George H. Sinks appeals an order denying his motion to reduce or terminate spousal support. The motion was based on the premise that George's early retirement (at the age of 62) constituted a change in circumstance justifying either a reduction or termination of support. We conclude the trial court found George's retirement was motivated by his desire to avoid paying spousal support, and, therefore, the refusal to terminate support was not an abuse of discretion.
George H. and Betty M. Sinks separated in July 1980 after nearly 30 years of marriage. At the time of separation, one minor child (16 years old) resided at home. Joseph was a personnel manager for a division of Merck & Company; Betty was an unemployed homemaker who had worked at a church school which paid her $368.79 per month. After a trial in July 1981, the interlocutory judgment of dissolution was entered on August 28, 1981. Among other things, the judgment provided that George pay Betty spousal support of $900 per month for two years, beginning August 1, 1981, and, thereafter, each year the monthly payment would be reduced by $100 until the support was $500 per month, where it was to remain “until further order of the Court.” The judgment also provided that Betty would have exclusive right of possession of the family residence for two years or until she remarried, whichever event occurred first, and that thereafter the property would be sold, with the proceeds divided equally between the parties. The court was to retain jurisdiction until the property was sold. The court also retained jurisdiction to divide the benefits of the Merck & Company employees' retirement plan. (Final judgment of dissolution of marriage was entered March 16, 1982.)

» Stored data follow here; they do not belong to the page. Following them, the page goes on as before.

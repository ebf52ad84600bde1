//! Nesting counter shared by every adapter's transaction control.
//!
//! Only the outermost start issues a BEGIN and only the return to depth zero
//! issues a COMMIT. A rollback always unwinds the whole nesting; there is no
//! savepoint support.

#[derive(Debug, Clone, Copy, Default, PartialEq, Eq)]
pub struct TransactionDepth {
    depth: u32,
}

impl TransactionDepth {
    pub fn depth(self) -> u32 {
        self.depth
    }

    pub fn is_open(self) -> bool {
        self.depth > 0
    }

    /// Records one more level; returns whether BEGIN must be issued.
    pub fn enter(&mut self) -> bool {
        let outermost = self.depth == 0;
        self.depth += 1;
        outermost
    }

    /// Leaves one level; returns whether COMMIT must be issued.
    ///
    /// At depth zero this keeps returning `true`, so unmatched commits are
    /// sent to the backend every time.
    pub fn leave(&mut self) -> bool {
        if self.depth > 0 {
            self.depth -= 1;
        }
        self.depth == 0
    }

    pub fn reset(&mut self) {
        self.depth = 0;
    }
}
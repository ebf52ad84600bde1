//! Domain object contracts consumed by collections.

use crate::adapter::{DatabaseAdapter, DEFAULT_CONNECTION};
use crate::value::{Row, RowError, SqlValue};

/// Read-only projection of a domain object to a comparable value.
pub type Accessor<E> = fn(&E) -> SqlValue;

/// Instance-level contract of a persisted domain object.
pub trait Record {
    /// Flattened primary key, `None` until the object has been persisted.
    fn key(&self) -> Option<String>;

    fn has_key(&self) -> bool {
        self.key().is_some()
    }

    /// Persists the object (insert, update or delete as it sees fit).
    ///
    /// Returns `false` on failure; the reason stays on `db.last_error()`.
    fn save(&mut self, db: &mut dyn DatabaseAdapter) -> bool;
}

/// Type-level metadata a collection needs to load and index objects.
pub trait Descriptor: Record + Sized {
    fn table_name() -> &'static str;

    fn primary_key_field_names() -> &'static [&'static str];

    /// Database selected before every load.
    fn database_name() -> &'static str;

    /// Registry alias of the adapter this type lives on.
    fn connection_alias() -> &'static str {
        DEFAULT_CONNECTION
    }

    /// Base SELECT used by collection loads; filters are appended to it.
    fn default_load_sql() -> String {
        format!("SELECT * FROM {}", Self::table_name())
    }

    /// Builds one object from a result row.
    fn from_row(row: &Row) -> Result<Self, RowError>;

    /// Named read-only accessor used by name-based sorting and projection.
    fn accessor(_name: &str) -> Option<Accessor<Self>> {
        None
    }
}

/// Joins key parts with `,`; `None` if any part is NULL or `parts` is empty.
pub fn flatten_key(parts: &[SqlValue]) -> Option<String> {
    if parts.is_empty() {
        return None;
    }
    let texts = parts
        .iter()
        .map(SqlValue::to_text)
        .collect::<Option<Vec<_>>>()?;
    Some(texts.join(","))
}
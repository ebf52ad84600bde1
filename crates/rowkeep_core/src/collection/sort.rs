//! Sort specifications for name-based collection ordering.

use crate::value::SortMode;
use std::cmp::Ordering;

#[derive(Debug, Clone, Copy, PartialEq, Eq, Default)]
pub enum SortDirection {
    #[default]
    Ascending,
    Descending,
}

impl SortDirection {
    pub fn apply(self, ordering: Ordering) -> Ordering {
        match self {
            Self::Ascending => ordering,
            Self::Descending => ordering.reverse(),
        }
    }
}

/// One ORDER BY column: a named accessor, its direction and comparison mode.
#[derive(Debug, Clone, PartialEq, Eq)]
pub struct SortSpec {
    pub accessor: String,
    pub direction: SortDirection,
    pub mode: SortMode,
}

impl SortSpec {
    pub fn new(accessor: impl Into<String>, direction: SortDirection) -> Self {
        Self {
            accessor: accessor.into(),
            direction,
            mode: SortMode::Regular,
        }
    }

    pub fn asc(accessor: impl Into<String>) -> Self {
        Self::new(accessor, SortDirection::Ascending)
    }

    pub fn desc(accessor: impl Into<String>) -> Self {
        Self::new(accessor, SortDirection::Descending)
    }

    pub fn with_mode(mut self, mode: SortMode) -> Self {
        self.mode = mode;
        self
    }
}
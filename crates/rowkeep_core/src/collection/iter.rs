//! Lazy traversal helpers over a `Collection`.

use super::{OrderedMap, Shared};
use crate::model::{Accessor, Record};
use crate::value::SqlValue;

/// Seekable cursor over `(key, element)` pairs in collection order.
pub struct Iter<'a, E> {
    entries: &'a OrderedMap<Shared<E>>,
    position: usize,
}

impl<'a, E> Iter<'a, E> {
    pub(crate) fn new(entries: &'a OrderedMap<Shared<E>>) -> Self {
        Self {
            entries,
            position: 0,
        }
    }

    /// Moves the cursor to `position`; `false` if that is past the end.
    pub fn seek(&mut self, position: usize) -> bool {
        self.position = position;
        position < self.entries.len()
    }

    /// Entry under the cursor without advancing.
    pub fn current(&self) -> Option<(&'a str, &'a Shared<E>)> {
        self.entries.get_index(self.position)
    }

    pub fn position(&self) -> usize {
        self.position
    }
}

impl<'a, E> Iterator for Iter<'a, E> {
    type Item = (&'a str, &'a Shared<E>);

    fn next(&mut self) -> Option<Self::Item> {
        let item = self.current()?;
        self.position += 1;
        Some(item)
    }

    fn size_hint(&self) -> (usize, Option<usize>) {
        let remaining = self.entries.len().saturating_sub(self.position);
        (remaining, Some(remaining))
    }
}

impl<E> ExactSizeIterator for Iter<'_, E> {}

/// Projects each element to a `(key, value)` pair through accessors.
///
/// Without a key accessor the element's own key is used (`Null` while
/// unsaved).
pub struct KeyValueIter<'a, E> {
    inner: Iter<'a, E>,
    value: Accessor<E>,
    key: Option<Accessor<E>>,
}

impl<'a, E> KeyValueIter<'a, E> {
    pub(crate) fn new(inner: Iter<'a, E>, value: Accessor<E>, key: Option<Accessor<E>>) -> Self {
        Self { inner, value, key }
    }
}

impl<E: Record> Iterator for KeyValueIter<'_, E> {
    type Item = (SqlValue, SqlValue);

    fn next(&mut self) -> Option<Self::Item> {
        let (_, element) = self.inner.next()?;
        let element = element.borrow();
        let key = match self.key {
            Some(accessor) => accessor(&*element),
            None => element.key().map_or(SqlValue::Null, SqlValue::Text),
        };
        Some((key, (self.value)(&*element)))
    }

    fn size_hint(&self) -> (usize, Option<usize>) {
        self.inner.size_hint()
    }
}
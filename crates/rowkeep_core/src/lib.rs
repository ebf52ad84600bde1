//! Core runtime for rowkeep: backend adapters and keyed object collections.
//! Domain objects plug in through `Record`/`Descriptor`; everything SQL goes
//! through a `DatabaseAdapter`.

pub mod adapter;
pub mod collection;
pub mod config;
pub mod logging;
pub mod model;
pub mod value;

pub use adapter::{
    open_adapter, AdapterError, AdapterRegistry, AdapterResult, Backend, DatabaseAdapter,
    Executed, MssqlAdapter, MysqlAdapter, QueryFailed, QueryResult, ResultSet, SqliteAdapter,
    DEFAULT_CONNECTION,
};
pub use collection::{
    Collection, CollectionError, CollectionResult, Iter, KeyValueIter, Lookup, Shared,
    SortDirection, SortSpec,
};
pub use config::{DatabaseConfig, LoggingConfig, ServerConfig, SqliteConfig};
pub use logging::{default_log_level, init_logging, logging_status};
pub use model::{flatten_key, Accessor, Descriptor, Record};
pub use value::{Row, RowError, SortMode, SqlFunction, SqlValue};

/// Returns the core crate version.
pub fn core_version() -> &'static str {
    env!("CARGO_PKG_VERSION")
}
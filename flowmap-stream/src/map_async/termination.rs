// Copyright 2025 Umberto Gotti <umberto.gotti@umbertogotti.dev>
// Licensed under the Apache License, Version 2.0
// http://www.apache.org/licenses/LICENSE-2.0

use core::sync::atomic::{AtomicU8, Ordering};

/// Lifecycle of one operator subscription.
#[derive(Debug, Clone, Copy, PartialEq, Eq)]
#[repr(u8)]
pub(crate) enum Phase {
    Active = 0,
    /// A terminal signal (error or completion) won the race.
    Terminated = 1,
    /// The downstream cancelled before any terminal signal.
    Cancelled = 2,
}

/// Single-winner termination flag.
///
/// Leaving `Active` is a compare-and-swap, so exactly one of "error",
/// "completion" or "cancel" ever succeeds; the losers learn it from the
/// returned `false` and route their signal elsewhere.
#[derive(Debug)]
pub(crate) struct TerminationState {
    phase: AtomicU8,
}

impl TerminationState {
    pub(crate) const fn new() -> Self {
        Self {
            phase: AtomicU8::new(Phase::Active as u8),
        }
    }

    /// Claims the terminal signal. Returns `false` if anything else got there first.
    pub(crate) fn try_terminate(&self) -> bool {
        self.leave_active(Phase::Terminated)
    }

    /// Claims cancellation. Returns `false` if already terminated or cancelled.
    pub(crate) fn try_cancel(&self) -> bool {
        self.leave_active(Phase::Cancelled)
    }

    pub(crate) fn phase(&self) -> Phase {
        match self.phase.load(Ordering::Acquire) {
            0 => Phase::Active,
            1 => Phase::Terminated,
            _ => Phase::Cancelled,
        }
    }

    pub(crate) fn is_active(&self) -> bool {
        self.phase() == Phase::Active
    }

    pub(crate) fn is_cancelled(&self) -> bool {
        self.phase() == Phase::Cancelled
    }

    fn leave_active(&self, to: Phase) -> bool {
        self.phase
            .compare_exchange(
                Phase::Active as u8,
                to as u8,
                Ordering::AcqRel,
                Ordering::Acquire,
            )
            .is_ok()
    }
}
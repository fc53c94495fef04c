// Copyright 2025 Umberto Gotti <umberto.gotti@umbertogotti.dev>
// Licensed under the Apache License, Version 2.0
// http://www.apache.org/licenses/LICENSE-2.0

//! Recording observer with fluent assertions.

use crate::test_error::test_error_message;
use event_listener::Event;
use flowmap_core::{
    FlowError, Observer, SetOutcome, Subscription, SubscriptionCell, SubscriptionRef,
};
use parking_lot::Mutex;
use std::fmt::Debug;
use std::sync::atomic::{AtomicBool, Ordering};
use std::sync::Arc;
use std::time::Duration;

#[derive(Debug)]
struct Recorded<T> {
    values: Vec<T>,
    errors: Vec<FlowError>,
    completions: usize,
    subscriptions: usize,
    /// Signals received after a terminal signal or before `on_subscribe`.
    violations: Vec<String>,
}

/// Observer that records every signal it receives.
///
/// Subscribe it with `source.subscribe(observer.clone())`, drive the source, then
/// assert on what arrived:
///
/// ```rust
/// use flowmap_core::{range, Observable};
/// use flowmap_test_utils::TestObserver;
///
/// let observer = TestObserver::<i32>::new();
/// range(1, 3).subscribe(observer.clone());
///
/// observer.assert_result(&[1, 2, 3]);
/// ```
pub struct TestObserver<T> {
    recorded: Mutex<Recorded<T>>,
    upstream: SubscriptionCell,
    terminated: AtomicBool,
    done: Event,
}

impl<T: Send + 'static> TestObserver<T> {
    #[must_use]
    pub fn new() -> Arc<Self> {
        Arc::new(Self {
            recorded: Mutex::new(Recorded {
                values: Vec::new(),
                errors: Vec::new(),
                completions: 0,
                subscriptions: 0,
                violations: Vec::new(),
            }),
            upstream: SubscriptionCell::new(),
            terminated: AtomicBool::new(false),
            done: Event::new(),
        })
    }

    /// Cancels the upstream subscription.
    pub fn cancel(&self) {
        self.upstream.cancel();
    }

    /// Returns `true` once [`cancel`](Self::cancel) was called.
    #[must_use]
    pub fn is_cancelled(&self) -> bool {
        self.upstream.is_cancelled()
    }

    /// Returns `true` after `on_error` or `on_complete`.
    #[must_use]
    pub fn is_terminated(&self) -> bool {
        self.terminated.load(Ordering::Acquire)
    }

    /// Waits until a terminal signal arrives; `false` on timeout.
    pub async fn await_done(&self, timeout: Duration) -> bool {
        let wait = async {
            loop {
                let listener = self.done.listen();
                if self.is_terminated() {
                    return;
                }
                listener.await;
            }
        };
        tokio::time::timeout(timeout, wait).await.is_ok()
    }

    pub fn value_count(&self) -> usize {
        self.recorded.lock().values.len()
    }

    pub fn errors(&self) -> Vec<FlowError> {
        self.recorded.lock().errors.clone()
    }

    pub fn completions(&self) -> usize {
        self.recorded.lock().completions
    }

    fn terminate(&self) {
        self.terminated.store(true, Ordering::Release);
        self.done.notify(usize::MAX);
    }

    fn record_violation(recorded: &mut Recorded<T>, signal: &str) {
        if recorded.subscriptions == 0 {
            recorded
                .violations
                .push(format!("{signal} before on_subscribe"));
        }
        if recorded.completions > 0 || !recorded.errors.is_empty() {
            recorded
                .violations
                .push(format!("{signal} after a terminal signal"));
        }
    }
}

impl<T: Clone + Debug + PartialEq + Send + 'static> TestObserver<T> {
    pub fn values(&self) -> Vec<T> {
        self.recorded.lock().values.clone()
    }

    /// Asserts the received values, ignoring terminal signals.
    pub fn assert_values(&self, expected: &[T]) -> &Self {
        let recorded = self.recorded.lock();
        assert_eq!(recorded.values, expected, "unexpected values");
        self.check_protocol(&recorded);
        self
    }

    /// Asserts `expected` values followed by exactly one completion.
    pub fn assert_result(&self, expected: &[T]) -> &Self {
        let recorded = self.recorded.lock();
        assert_eq!(recorded.values, expected, "unexpected values");
        assert!(
            recorded.errors.is_empty(),
            "expected completion, got errors: {:?}",
            recorded.errors
        );
        assert_eq!(recorded.completions, 1, "expected exactly one completion");
        self.check_protocol(&recorded);
        self
    }

    /// Asserts `expected` values followed by exactly one error, which is returned.
    pub fn assert_failure(&self, expected: &[T]) -> FlowError {
        let recorded = self.recorded.lock();
        assert_eq!(recorded.values, expected, "unexpected values");
        assert_eq!(recorded.completions, 0, "expected an error, got completion");
        assert_eq!(
            recorded.errors.len(),
            1,
            "expected exactly one error, got {:?}",
            recorded.errors
        );
        self.check_protocol(&recorded);
        recorded.errors[0].clone()
    }

    /// Asserts the single error wraps a `TestError` with `message`.
    pub fn assert_error_message(&self, message: &str) -> &Self {
        let recorded = self.recorded.lock();
        assert_eq!(
            recorded.errors.len(),
            1,
            "expected exactly one error, got {:?}",
            recorded.errors
        );
        assert_eq!(
            test_error_message(&recorded.errors[0]),
            Some(message),
            "unexpected error {:?}",
            recorded.errors[0]
        );
        self
    }

    /// Asserts the observer was subscribed and received nothing else.
    pub fn assert_empty(&self) -> &Self {
        let recorded = self.recorded.lock();
        assert_eq!(recorded.subscriptions, 1, "expected one on_subscribe");
        assert!(
            recorded.values.is_empty(),
            "expected no values, got {:?}",
            recorded.values
        );
        assert!(
            recorded.errors.is_empty(),
            "expected no errors, got {:?}",
            recorded.errors
        );
        assert_eq!(recorded.completions, 0, "expected no completion");
        self
    }

    /// Asserts no terminal signal arrived yet.
    pub fn assert_not_complete(&self) -> &Self {
        let recorded = self.recorded.lock();
        assert_eq!(recorded.completions, 0, "unexpected completion");
        assert!(
            recorded.errors.is_empty(),
            "unexpected errors: {:?}",
            recorded.errors
        );
        self
    }

    fn check_protocol(&self, recorded: &Recorded<T>) {
        assert!(
            recorded.violations.is_empty(),
            "protocol violations: {:?}",
            recorded.violations
        );
        assert!(recorded.subscriptions <= 1, "on_subscribe called more than once");
    }
}

impl<T: Send + 'static> Observer<T> for TestObserver<T> {
    fn on_subscribe(&self, subscription: SubscriptionRef) {
        self.recorded.lock().subscriptions += 1;
        if self.upstream.set(subscription) == SetOutcome::Duplicate {
            self.recorded
                .lock()
                .violations
                .push("second on_subscribe".to_string());
        }
    }

    fn on_next(&self, value: T) {
        let mut recorded = self.recorded.lock();
        Self::record_violation(&mut recorded, "on_next");
        recorded.values.push(value);
    }

    fn on_error(&self, error: FlowError) {
        {
            let mut recorded = self.recorded.lock();
            Self::record_violation(&mut recorded, "on_error");
            recorded.errors.push(error);
        }
        self.terminate();
    }

    fn on_complete(&self) {
        {
            let mut recorded = self.recorded.lock();
            Self::record_violation(&mut recorded, "on_complete");
            recorded.completions += 1;
        }
        self.terminate();
    }
}
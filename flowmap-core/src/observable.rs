// Copyright 2025 Umberto Gotti <umberto.gotti@umbertogotti.dev>
// Licensed under the Apache License, Version 2.0
// http://www.apache.org/licenses/LICENSE-2.0

//! The producer side of the push-stream contract.

use crate::bridge::{into_stream, ObservableStream};
use crate::observer::{BoxObserver, LambdaObserver};
use crate::subscription::SubscriptionRef;
use crate::FlowError;
use alloc::sync::Arc;

/// A source of values that pushes them to subscribed observers.
///
/// Every call to [`subscribe`](Observable::subscribe) starts an independent
/// subscription: the observer first receives `on_subscribe` with its cancel
/// handle, then the signals of that subscription.
pub trait Observable<T>: Send + Sync {
    /// Attaches `observer` and starts emitting to it.
    fn subscribe(&self, observer: BoxObserver<T>);
}

/// Shared handle to a type-erased observable.
pub type BoxObservable<T> = Arc<dyn Observable<T>>;

impl<T, O> Observable<T> for Arc<O>
where
    O: Observable<T> + ?Sized,
{
    fn subscribe(&self, observer: BoxObserver<T>) {
        (**self).subscribe(observer);
    }
}

/// Convenience methods available on every [`Observable`].
pub trait ObservableExt<T>: Observable<T> + Sized + 'static {
    /// Erases the concrete observable type.
    fn boxed(self) -> BoxObservable<T> {
        Arc::new(self)
    }

    /// Subscribes with three closures and returns the cancel handle.
    ///
    /// ```
    /// use flowmap_core::{range, ObservableExt};
    /// use std::sync::{Arc, Mutex};
    ///
    /// let seen = Arc::new(Mutex::new(Vec::new()));
    /// let sink = seen.clone();
    ///
    /// range(1, 3).subscribe_fn(
    ///     move |v| sink.lock().unwrap().push(v),
    ///     |_err| {},
    ///     || {},
    /// );
    ///
    /// assert_eq!(*seen.lock().unwrap(), vec![1, 2, 3]);
    /// ```
    fn subscribe_fn<N, E, C>(&self, on_next: N, on_error: E, on_complete: C) -> SubscriptionRef
    where
        T: 'static,
        N: Fn(T) + Send + Sync + 'static,
        E: Fn(FlowError) + Send + Sync + 'static,
        C: Fn() + Send + Sync + 'static,
    {
        let observer = Arc::new(LambdaObserver::new(on_next, on_error, on_complete));
        let subscription = observer.subscription();
        self.subscribe(observer);
        subscription
    }

    /// Subscribes and exposes the signals as a `futures::Stream` of [`StreamItem`](crate::StreamItem)s.
    ///
    /// Dropping the returned stream cancels the subscription.
    fn into_stream(self) -> ObservableStream<T>
    where
        T: Send + 'static,
    {
        into_stream(&self)
    }
}

impl<T, O> ObservableExt<T> for O where O: Observable<T> + 'static {}
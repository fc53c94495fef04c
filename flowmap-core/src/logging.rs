// Copyright 2025 Umberto Gotti <umberto.gotti@umbertogotti.dev>
// Licensed under the Apache License, Version 2.0
// http://www.apache.org/licenses/LICENSE-2.0

// Conditional logging shim: uses `tracing` when enabled, falls back to eprintln!/println!

#[cfg(feature = "tracing")]
#[allow(unused_macros)]
macro_rules! error {
    ($($arg:tt)*) => {{
        tracing::error!($($arg)*);
    }};
}

#[cfg(feature = "tracing")]
#[allow(unused_macros)]
macro_rules! warn {
    ($($arg:tt)*) => {{
        tracing::warn!($($arg)*);
    }};
}

#[cfg(feature = "tracing")]
#[allow(unused_macros)]
macro_rules! debug {
    ($($arg:tt)*) => {{
        tracing::debug!($($arg)*);
    }};
}

#[cfg(not(feature = "tracing"))]
#[allow(unused_macros)]
macro_rules! error {
    ($($arg:tt)*) => {{
        eprintln!($($arg)*);
    }};
}

#[cfg(not(feature = "tracing"))]
#[allow(unused_macros)]
macro_rules! warn {
    ($($arg:tt)*) => {{
        eprintln!($($arg)*);
    }};
}

// Debug output is too chatty for stderr; keep the arguments type-checked only.
#[cfg(not(feature = "tracing"))]
#[allow(unused_macros)]
macro_rules! debug {
    ($($arg:tt)*) => {{
        let _ = format_args!($($arg)*);
    }};
}
// Copyright 2025 Umberto Gotti <umberto.gotti@umbertogotti.dev>
// Licensed under the Apache License, Version 2.0
// http://www.apache.org/licenses/LICENSE-2.0

//! Sources that ignore cancellation, for exercising late-signal handling.

use flowmap_core::{
    BooleanSubscription, BoxObserver, FlowError, Observable, Subscription,
};
use parking_lot::Mutex;
use std::sync::Arc;

struct Captured<T> {
    observer: BoxObserver<T>,
    subscription: Arc<BooleanSubscription>,
}

/// Observable that captures its observers and lets the test signal them by hand.
///
/// Signals go to the most recent observer and are delivered even after it
/// cancelled, like a misbehaving source would. Clones share the captured
/// observers.
pub struct ManualSource<T> {
    captured: Arc<Mutex<Vec<Captured<T>>>>,
}

impl<T: Send + 'static> ManualSource<T> {
    #[must_use]
    pub fn new() -> Self {
        Self {
            captured: Arc::new(Mutex::new(Vec::new())),
        }
    }

    pub fn subscriber_count(&self) -> usize {
        self.captured.lock().len()
    }

    /// Returns `true` once the most recent observer cancelled its subscription.
    ///
    /// # Panics
    ///
    /// Panics when nothing subscribed yet.
    pub fn is_cancelled(&self) -> bool {
        self.latest().1.is_cancelled()
    }

    pub fn next(&self, value: T) {
        self.latest().0.on_next(value);
    }

    pub fn error(&self, error: FlowError) {
        self.latest().0.on_error(error);
    }

    pub fn complete(&self) {
        self.latest().0.on_complete();
    }

    /// Sends a second `on_subscribe` to the most recent observer and returns the
    /// subscription it carried.
    pub fn subscribe_again(&self) -> Arc<BooleanSubscription> {
        let subscription = BooleanSubscription::shared();
        self.latest().0.on_subscribe(subscription.clone());
        subscription
    }

    fn latest(&self) -> (BoxObserver<T>, Arc<BooleanSubscription>) {
        let captured = self.captured.lock();
        let last = captured
            .last()
            .unwrap_or_else(|| panic!("ManualSource has no subscriber"));
        (last.observer.clone(), last.subscription.clone())
    }
}

impl<T: Send + 'static> Default for ManualSource<T> {
    fn default() -> Self {
        Self::new()
    }
}

impl<T> Clone for ManualSource<T> {
    fn clone(&self) -> Self {
        Self {
            captured: self.captured.clone(),
        }
    }
}

impl<T: Send + 'static> Observable<T> for ManualSource<T> {
    fn subscribe(&self, observer: BoxObserver<T>) {
        let subscription = BooleanSubscription::shared();
        self.captured.lock().push(Captured {
            observer: observer.clone(),
            subscription: subscription.clone(),
        });
        observer.on_subscribe(subscription);
    }
}

/// One step of a [`ScriptedSource`].
#[derive(Debug, Clone)]
pub enum Step<T> {
    Next(T),
    Error(FlowError),
    Complete,
}

/// Observable replaying a fixed script on every subscription, ignoring cancellation.
///
/// ```rust
/// use flowmap_core::Observable;
/// use flowmap_test_utils::{ScriptedSource, Step, TestObserver};
///
/// let source = ScriptedSource::new(vec![Step::Next(1), Step::Complete, Step::Next(2)]);
/// let observer = TestObserver::<i32>::new();
/// source.subscribe(observer.clone());
///
/// assert_eq!(observer.values(), vec![1, 2]);
/// ```
#[derive(Debug, Clone)]
pub struct ScriptedSource<T> {
    steps: Vec<Step<T>>,
}

impl<T: Clone + Send + Sync + 'static> ScriptedSource<T> {
    #[must_use]
    pub fn new(steps: Vec<Step<T>>) -> Self {
        Self { steps }
    }
}

impl<T: Clone + Send + Sync + 'static> Observable<T> for ScriptedSource<T> {
    fn subscribe(&self, observer: BoxObserver<T>) {
        observer.on_subscribe(BooleanSubscription::shared());
        for step in &self.steps {
            match step {
                Step::Next(value) => observer.on_next(value.clone()),
                Step::Error(error) => observer.on_error(error.clone()),
                Step::Complete => observer.on_complete(),
            }
        }
    }
}
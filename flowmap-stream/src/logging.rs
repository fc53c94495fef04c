// Copyright 2025 Umberto Gotti <umberto.gotti@umbertogotti.dev>
// Licensed under the Apache License, Version 2.0
// http://www.apache.org/licenses/LICENSE-2.0

// Conditional logging shim: uses `tracing` when enabled, falls back to eprintln!

#[cfg(feature = "tracing")]
#[allow(unused_macros)]
macro_rules! warn {
    ($($arg:tt)*) => {{
        tracing::warn!($($arg)*);
    }};
}

#[cfg(feature = "tracing")]
#[allow(unused_macros)]
macro_rules! debug {
    ($($arg:tt)*) => {{
        tracing::debug!($($arg)*);
    }};
}

#[cfg(feature = "tracing")]
#[allow(unused_macros)]
macro_rules! trace {
    ($($arg:tt)*) => {{
        tracing::trace!($($arg)*);
    }};
}

#[cfg(not(feature = "tracing"))]
#[allow(unused_macros)]
macro_rules! warn {
    ($($arg:tt)*) => {{
        eprintln!($($arg)*);
    }};
}

#[cfg(not(feature = "tracing"))]
#[allow(unused_macros)]
macro_rules! debug {
    ($($arg:tt)*) => {{
        let _ = format_args!($($arg)*);
    }};
}

#[cfg(not(feature = "tracing"))]
#[allow(unused_macros)]
macro_rules! trace {
    ($($arg:tt)*) => {{
        let _ = format_args!($($arg)*);
    }};
}
// Copyright 2025 Umberto Gotti <umberto.gotti@umbertogotti.dev>
// Licensed under the Apache License, Version 2.0
// http://www.apache.org/licenses/LICENSE-2.0

use core::num::NonZeroUsize;
use std::collections::VecDeque;

/// A source value tagged with its arrival index.
#[derive(Debug, PartialEq, Eq)]
pub(crate) struct SourceItem<T> {
    pub(crate) index: u64,
    pub(crate) value: T,
}

/// What `admit` did with a value.
#[derive(Debug, PartialEq, Eq)]
pub(crate) enum Admitted<T> {
    /// A permit was free; the caller must start a slot for it now.
    Promoted(SourceItem<T>),
    /// Parked in the FIFO queue until a permit is released.
    Queued(u64),
}

/// Assigns arrival indices and limits how many slots run at once.
///
/// With no limit every value is promoted immediately. With a limit of `n`,
/// at most `n` values hold a permit and the rest wait in arrival order.
#[derive(Debug)]
pub(crate) struct Admission<T> {
    limit: Option<NonZeroUsize>,
    next_index: u64,
    active: usize,
    waiting: VecDeque<SourceItem<T>>,
}

impl<T> Admission<T> {
    pub(crate) const fn new(limit: Option<NonZeroUsize>) -> Self {
        Self {
            limit,
            next_index: 0,
            active: 0,
            waiting: VecDeque::new(),
        }
    }

    /// Indexes `value` and promotes it if a permit is free, otherwise queues it.
    pub(crate) fn admit(&mut self, value: T) -> Admitted<T> {
        let item = SourceItem {
            index: self.next_index,
            value,
        };
        self.next_index += 1;

        if self.waiting.is_empty() && self.has_permit() {
            self.active += 1;
            Admitted::Promoted(item)
        } else {
            let index = item.index;
            self.waiting.push_back(item);
            Admitted::Queued(index)
        }
    }

    /// Returns the permit of a finished slot and promotes the oldest waiter, if any.
    pub(crate) fn release(&mut self) -> Option<SourceItem<T>> {
        debug_assert!(self.active > 0, "released a permit that was never taken");
        self.active = self.active.saturating_sub(1);

        if !self.has_permit() {
            return None;
        }
        let next = self.waiting.pop_front()?;
        self.active += 1;
        Some(next)
    }

    /// No slot running and nothing waiting.
    pub(crate) fn is_idle(&self) -> bool {
        self.active == 0 && self.waiting.is_empty()
    }

    pub(crate) fn active(&self) -> usize {
        self.active
    }

    pub(crate) fn waiting(&self) -> usize {
        self.waiting.len()
    }

    /// Drops every waiting value and forgets all permits.
    pub(crate) fn clear(&mut self) {
        self.waiting.clear();
        self.active = 0;
    }

    fn has_permit(&self) -> bool {
        self.limit.map_or(true, |limit| self.active < limit.get())
    }
}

On December 29, 1983, George filed an order to show cause seeking an order (1) regarding sale of real property (family residence) and (2) terminating or modifying spousal support, which at that time was $800 per month. (George said Betty was no longer unemployed and also raised the allegation Betty was receiving significant financial assistance from and/or living with another man.) In response, Betty sought certain orders, including modification of spousal support. In her income and expense declaration filed February 10, 1984, Betty reported she received $414 in monthly salary and wages. (In an accompanying declaration, she said she had a part-time job with a day care center and was attending night classes to learn how to become a travel agent.) On February 21, 1984, the trial court, among other things, ordered George to pay Betty spousal support of $875 per month, beginning March 1, 1984, and continuing until further order of the court.
On October 3, 1985, George filed an order to show cause seeking termination or modification of spousal support. He cited Betty's employment as a trained travel agent and again raised the allegation that she was cohabitating with another man. In response, Betty filed an income and expense declaration in which she listed income of $9,500 for the previous 12 months from her job as a travel agent ($791.66 per month). However, she stated she was currently unemployed (as of September 1985). In an accompanying declaration, she stated the travel agency she worked for had gone out of business. Meanwhile, the family residence was sold with escrow scheduled to close on November 25, 1985. Betty estimated her monthly rent at $750, whereas her monthly mortgage payments had been $185. After an April 11, 1986, hearing, the trial court ruled the support would remain at $875 per month. In its written order filed September 2, 1986, the court also found (1) there was no cohabitation at this time and (2) George “has made greater economic strides since the last prior support hearing than has [Betty].”
Order Before this Court
On April 1, 1987, George, then 62 years old, retired from Merck & Company. At age 62, George was eligible to receive a full pension with no reduction in benefits. On April 6, 1987, Merck & Company filed an application for an order in which it asked the court to divide George's retirement plan benefits between George and Betty. The court determined Betty's interest in the retirement to be 29.1 percent or approximately $240 per month. In response to Merck's application, George, citing his retirement as a change in circumstance, again sought modification of his spousal support obligation. Betty responded she would consent to a reduction in support by the amount she received from the pension.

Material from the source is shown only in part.